"Finanzminister müssen ihre Blockade gegen Steuerfairness aufgeben"

Mit zwei Richtlinien will die EU-Kommission die Unternehmensbesteuerung in Europa einheitlicher und fairer gestalten. „International tätige Konzerne wie Starbucks zahlen oft weniger Steuern als der kleine Bäcker von nebenan. Denn im Gegensatz zu ihren lokalen Wettbewerbern fällt es ihnen leicht, die Unterschiede in nationalen Steuersystemen auszunutzen und gegeneinander auszuspielen. Gewinne werden dann einfach getarnt und innerhalb des Konzerns verschoben, bis der Steuerbescheid nur noch lachhaft kleine Beträge ausweist. Die von der Kommission vorgeschlagenen Regeln sagen diesen Zuständen den Kampf an. Das ist gut so und in der Tat überfällig“, so Udo Bullmann, stellvertretender Vorsitzender der Fraktion der Sozialdemokraten im Europäischen Parlament.

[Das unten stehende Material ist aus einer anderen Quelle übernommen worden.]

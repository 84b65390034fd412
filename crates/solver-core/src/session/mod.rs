//! Session store: who is signed in and which endpoint to talk to.
//!
//! The endpoint is persisted immediately on every change and survives
//! logout. The identity lasts for the session only, except for agent
//! identities which are remembered until an explicit logout.
//!
//! Identity changes are published on a broadcast stream so the owner of the
//! routine aggregate can react (fetch on sign-in, clear on sign-out) without
//! the session knowing about it.

pub mod persistence;

pub use persistence::{
    ConfigFilePersistence, MemoryPersistence, PersistedSession, SessionPersistence,
};

use tokio::sync::broadcast;
use tracing::{debug, info, warn};

use crate::error::AuthError;

/// Environment fallback when no endpoint has been saved yet.
pub const API_URL_ENV: &str = "SOLVER_API_URL";

const EVENT_CAPACITY: usize = 16;

/// How the current identity was obtained.
#[derive(Debug, Clone, Copy, PartialEq, Eq)]
pub enum IdentitySource {
    /// Free-text agent identifier typed by the user; remembered locally.
    Agent,
    /// Email-like id from a federated sign-in; the provider keeps its own
    /// session, so nothing is written locally.
    Federated,
}

#[derive(Debug, Clone, PartialEq, Eq)]
pub struct Identity {
    pub id: String,
    pub source: IdentitySource,
}

/// Identity transitions, in the order they happened.
#[derive(Debug, Clone, PartialEq, Eq)]
pub enum IdentityEvent {
    Present(String),
    Absent,
}

/// Snapshot of a ready session taken when a request is issued. A response is
/// only applied if the session still matches the ticket it was issued under.
#[derive(Debug, Clone, PartialEq, Eq)]
pub struct SessionTicket {
    pub endpoint: String,
    pub identity: String,
    pub epoch: u64,
}

pub struct Session {
    endpoint: String,
    identity: Option<Identity>,
    /// Bumped on every identity change.
    epoch: u64,
    persistence: Box<dyn SessionPersistence>,
    events: broadcast::Sender<IdentityEvent>,
}

impl Session {
    /// Restore from `persistence`, falling back to `SOLVER_API_URL` for the
    /// endpoint.
    pub fn open(persistence: Box<dyn SessionPersistence>) -> Self {
        let fallback = std::env::var(API_URL_ENV).ok();
        Self::open_with_fallback(persistence, fallback)
    }

    pub fn open_with_fallback(
        persistence: Box<dyn SessionPersistence>,
        fallback_endpoint: Option<String>,
    ) -> Self {
        let persisted = persistence.load().unwrap_or_else(|e| {
            warn!("could not load session state, starting empty: {e}");
            PersistedSession::default()
        });

        let endpoint = if persisted.endpoint.trim().is_empty() {
            fallback_endpoint.unwrap_or_default().trim().to_string()
        } else {
            persisted.endpoint.trim().to_string()
        };

        let identity = persisted.agent_id.map(|id| Identity {
            id,
            source: IdentitySource::Agent,
        });

        let (events, _) = broadcast::channel(EVENT_CAPACITY);
        debug!(
            endpoint = %endpoint,
            restored_identity = identity.is_some(),
            "session opened"
        );

        Self {
            endpoint,
            identity,
            epoch: 0,
            persistence,
            events,
        }
    }

    pub fn endpoint(&self) -> &str {
        &self.endpoint
    }

    pub fn identity(&self) -> Option<&Identity> {
        self.identity.as_ref()
    }

    pub fn user_id(&self) -> Option<&str> {
        self.identity.as_ref().map(|i| i.id.as_str())
    }

    pub fn epoch(&self) -> u64 {
        self.epoch
    }

    /// Store and persist the endpoint. A failed write is logged; the new
    /// value is used for the rest of the session regardless.
    pub fn set_endpoint(&mut self, url: &str) {
        self.endpoint = url.trim().to_string();
        if let Err(e) = self.persistence.save_endpoint(&self.endpoint) {
            warn!("endpoint not persisted, keeping it for this session only: {e}");
        }
        info!(endpoint = %self.endpoint, "endpoint updated");
    }

    /// Sign in as `id`.
    ///
    /// # Errors
    ///
    /// Returns [`AuthError::EmptyIdentity`] if `id` is blank.
    pub fn set_identity(&mut self, id: &str, source: IdentitySource) -> Result<(), AuthError> {
        let id = id.trim();
        if id.is_empty() {
            return Err(AuthError::EmptyIdentity);
        }

        if source == IdentitySource::Agent {
            if let Err(e) = self.persistence.save_agent_id(Some(id)) {
                warn!("agent identity not persisted: {e}");
            }
        }

        self.identity = Some(Identity {
            id: id.to_string(),
            source,
        });
        self.epoch += 1;
        info!(source = ?source, epoch = self.epoch, "identity set");
        let _ = self.events.send(IdentityEvent::Present(id.to_string()));
        Ok(())
    }

    /// Sign out. Leaves the endpoint untouched.
    pub fn clear_identity(&mut self) {
        let Some(previous) = self.identity.take() else {
            return;
        };

        if previous.source == IdentitySource::Agent {
            if let Err(e) = self.persistence.save_agent_id(None) {
                warn!("remembered agent identity not removed: {e}");
            }
        }

        self.epoch += 1;
        info!(epoch = self.epoch, "identity cleared");
        let _ = self.events.send(IdentityEvent::Absent);
    }

    pub fn is_ready(&self) -> bool {
        !self.endpoint.is_empty() && self.identity.as_ref().is_some_and(|i| !i.id.is_empty())
    }

    /// Ticket for a request, or `None` if the session is not ready.
    pub fn ticket(&self) -> Option<SessionTicket> {
        if !self.is_ready() {
            return None;
        }
        let identity = self.identity.as_ref()?;
        Some(SessionTicket {
            endpoint: self.endpoint.clone(),
            identity: identity.id.clone(),
            epoch: self.epoch,
        })
    }

    /// Whether a response issued under `ticket` may still be applied.
    pub fn is_current(&self, ticket: &SessionTicket) -> bool {
        self.epoch == ticket.epoch && self.user_id() == Some(ticket.identity.as_str())
    }

    pub fn subscribe(&self) -> broadcast::Receiver<IdentityEvent> {
        self.events.subscribe()
    }
}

Durch eine einheitliche Definition der Besteuerungsgrundlage, um die es im ersten der beiden am Mittwoch im Wirtschafts- und Währungsausschuss vorgestellten Berichte geht, will die Kommission solche Praktiken zukünftig erschweren. „Damit säßen die Steuerzocker in der Falle und müssten sich in Europa endlich in angemessener Form an der Finanzierung des Gemeinwesens beteiligen.“ Daneben strebt der Kommissions-Vorschlag auch eine Modernisierung der Unternehmensbesteuerung an. So sollen steuerliche Anreize zur Fremdfinanzierung von Investitionen beseitigt werden, um die Überschuldung von Unternehmen nicht durch das Steuersystem zu fördern. Gleichzeitig sollen gezielte Impulse für mehr Investitionen in Forschung und Entwicklung gesetzt werden. „Das ist moderne Gesetzgebung im Sinne von mehr Gerechtigkeit und nachhaltigem Wachstum – und in dieser Form nur noch durch Europa, nicht aber durch nationale Alleingänge zu erreichen“, so Udo Bullmann.

Mit der zweiten vorgestellten Richtlinie schlägt die EU-Kommission eine konsolidierte Abführung von Unternehmenssteuern in der Europäischen Union vor. „Mit einer konsolidierten Abführung der Unternehmenssteuer, die den Unternehmen vorschreibt, in welchem Land welche Abgaben zu leisten sind, sollen sich große Unternehmen künftig nicht mehr selbst aussuchen können, wo sie welche Gewinne angeben“, sagt Udo Bullmann. „Bei der Ausgestaltung dieses Mechanismus ist jedoch Vorsicht geboten. Hier wird es entscheidend darauf ankommen, dass die richtigen Kriterien bei der Festsetzung der nationalen Anteile an der Gesamtsteuerlast einzelner Unternehmen herangezogen werden. Für uns Sozialdemokraten ist jedenfalls klar, dass auch die digitale Präsenz von Unternehmen in den verschiedenen nationalen Märkten berücksichtigt werden muss. Darüber hinaus werden wir sehen müssen, dass eine kluge und praktikable Lösung zustande kommt.“

Die Fraktion der europäischen Sozialdemokraten wird sich aktiv an der Ausgestaltung der Gesetzgebung beteiligen und stellt mit dem Niederländer Paul Tang einen der zwei Berichterstatter des Europaparlaments. „Gemeinsam mit Paul bemühen wir uns darum, dass auch die Festsetzung von Mindestsätzen für die Unternehmenssteuer Teil der Gesetzgebung wird. Sicherzustellen, dass nicht nur wenige, besonders große, sondern möglichst viele multinationale Unternehmen von diesen Regeln erfasst werden, ist ein weiteres unserer Ziele“, so Udo Bullmann.

Ähnliche Vorschläge der Kommission aus dem Jahr 2011 waren am Widerstand der EU-Regierungen gegen eine Harmonisierung gescheitert. „Schäuble und seine Kollegen in den Finanzministerien müssen ihre Blockade im Rat gegen eine faire Unternehmensbesteuerung jetzt aufgeben, wenn es in der Europäischen Union künftig wirtschaftlich gerechter im Sinne der Bürgerinnen und Bürger zugehen soll“, so Udo Bullmann.

Die aktuellen Vorschläge sind sogenannte Ratsrichtlinien, bei denen das Europäische Parlament Änderungen vorschlagen kann. Das Plenum könnte noch in diesem Jahr darüber abstimmen, wobei Widerstand aus dem Rat oder anderen Fraktionen die Entscheidung verzögern kann.